Only the lines from the beginning of the data below through the line containing "fn has_declarations(body: &[Declaration])" belong in the response, each copied exactly.

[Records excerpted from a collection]
========================

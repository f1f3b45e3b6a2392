//! Removal of rules left without declarations by the structural passes.

use css_syntax::{Declaration, Token};

/// Anything but comments keeps a rule alive; `@apply`-style statements count.
fn has_declarations(body: &[Declaration]) -> bool {
    body.iter().any(|declaration| !declaration.is_comment())
}

/// Drop `Rule`s with no declarations and `Block`s with no children,
/// depth-first. At-rule blocks such as `@font-face` are always kept.
///
/// Returns the number of tokens removed at every depth.
pub fn prune_empty(tokens: &mut Vec<Token>) -> usize {
    let mut pruned = 0_usize;
    for token in &mut *tokens {
        if let Token::Block(block) = token {
            pruned = pruned.saturating_add(prune_empty(&mut block.children));
        }
    }
    let before = tokens.len();
    tokens.retain(|token| match token {
        Token::Rule(rule) => has_declarations(&rule.body),
        Token::Block(block) => !block.children.is_empty(),
        Token::Comment(_) | Token::AtRule(_) | Token::AtRuleBlock(_) => true,
    });
    pruned.saturating_add(before.saturating_sub(tokens.len()))
}
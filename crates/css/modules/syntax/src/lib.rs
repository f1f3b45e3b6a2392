//! CSS Syntax Module Level 3: token tree and tokenization.
//! Spec: <https://www.w3.org/TR/css-syntax-3/>
//!
//! The token tree is the shape both the optimizer passes and the writer work
//! on. `parse_stylesheet` builds it from text using `cssparser`.

mod parser;
mod tokens;

pub use parser::parse_stylesheet;
pub use tokens::{
    Declaration, NestedBlock, Property, PropertyBlock, SelectorGroup, StyleBlock, Token,
};
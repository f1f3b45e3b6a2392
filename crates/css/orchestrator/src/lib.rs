//! Structural stylesheet optimizer.
//!
//! Coordinates the passes that shrink a token tree without changing which
//! declarations win the cascade: duplicate removal, adjacent merging and
//! non-adjacent reduction. Property-level collapsing is delegated to a
//! [`css_cascade::PropertyOptimizer`].

mod engine;
mod error;
mod passes;
mod prune;
mod reducer;

pub use engine::{AdvancedOptimizer, DEFAULT_MAX_PASSES, OptimizeStats};
pub use error::OptimizeError;
//! Duplicate rule removal.

use core::mem::{Discriminant, discriminant};
use std::collections::HashMap;

use css_syntax::{StyleBlock, Token};
use log::trace;

use super::retain_unmarked;

/// Identity of a mergeable entry: its kind plus selectors and body.
type RuleKey<'tok> = (Discriminant<Token>, &'tok StyleBlock);

/// Remove every `Rule`/`AtRuleBlock` that is structurally equal to a later
/// entry of the same kind. Other tokens are left untouched.
///
/// Returns true when anything was removed.
pub fn remove_duplicates(tokens: &mut Vec<Token>) -> bool {
    let mut marked = vec![false; tokens.len()];
    {
        let mut last_seen: HashMap<RuleKey<'_>, usize> = HashMap::new();
        for (position, token) in tokens.iter().enumerate() {
            let Some(block) = token.style_block() else {
                continue;
            };
            if let Some(previous) = last_seen.insert((discriminant(token), block), position)
                && let Some(flag) = marked.get_mut(previous)
            {
                *flag = true;
            }
        }
    }
    let removed = retain_unmarked(tokens, &marked);
    if removed > 0 {
        trace!("removed {removed} duplicate rule(s)");
    }
    removed > 0
}

#[cfg(test)]
mod tests {
    use super::*;
    use css_syntax::{Declaration, NestedBlock, Property, SelectorGroup};

    fn rule(selector: &str, name: &str, value: &str) -> Token {
        Token::rule(
            SelectorGroup::new([selector]),
            vec![Declaration::Property(Property::new(name, [value]))],
        )
    }

    /// # Panics
    /// Panics if the later duplicate is not the survivor.
    #[test]
    fn keeps_last_occurrence() {
        let mut tokens = vec![
            rule("a", "color", "red"),
            rule("b", "color", "blue"),
            rule("a", "color", "red"),
        ];
        assert!(remove_duplicates(&mut tokens));
        assert_eq!(
            tokens,
            vec![rule("b", "color", "blue"), rule("a", "color", "red")]
        );
    }

    /// # Panics
    /// Panics if distinct rules or nested blocks are removed.
    #[test]
    fn leaves_distinct_entries() {
        let mut tokens = vec![
            rule("a", "color", "red"),
            Token::Block(NestedBlock::default()),
            rule("a", "color", "blue"),
            Token::Block(NestedBlock::default()),
        ];
        let expected = tokens.clone();
        assert!(!remove_duplicates(&mut tokens));
        assert_eq!(tokens, expected);
    }

    /// # Panics
    /// Panics if a rule and an at-rule block with equal contents collapse.
    #[test]
    fn kind_is_part_of_identity() {
        let block = StyleBlock::new(SelectorGroup::new(["@page"]), Vec::new());
        let mut tokens = vec![Token::AtRuleBlock(block.clone()), Token::Rule(block)];
        assert!(!remove_duplicates(&mut tokens));
        assert_eq!(tokens.len(), 2);
    }
}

========================

= Task result =
repository f1f3b45e3b6a2392
//! Removal of rules left without declarations by the structural passes.

use css_syntax::{Declaration, Token};

/// Anything but comments keeps a rule alive; `@apply`-style statements count.
fn has_declarations(body: &[Declaration]) -> bool {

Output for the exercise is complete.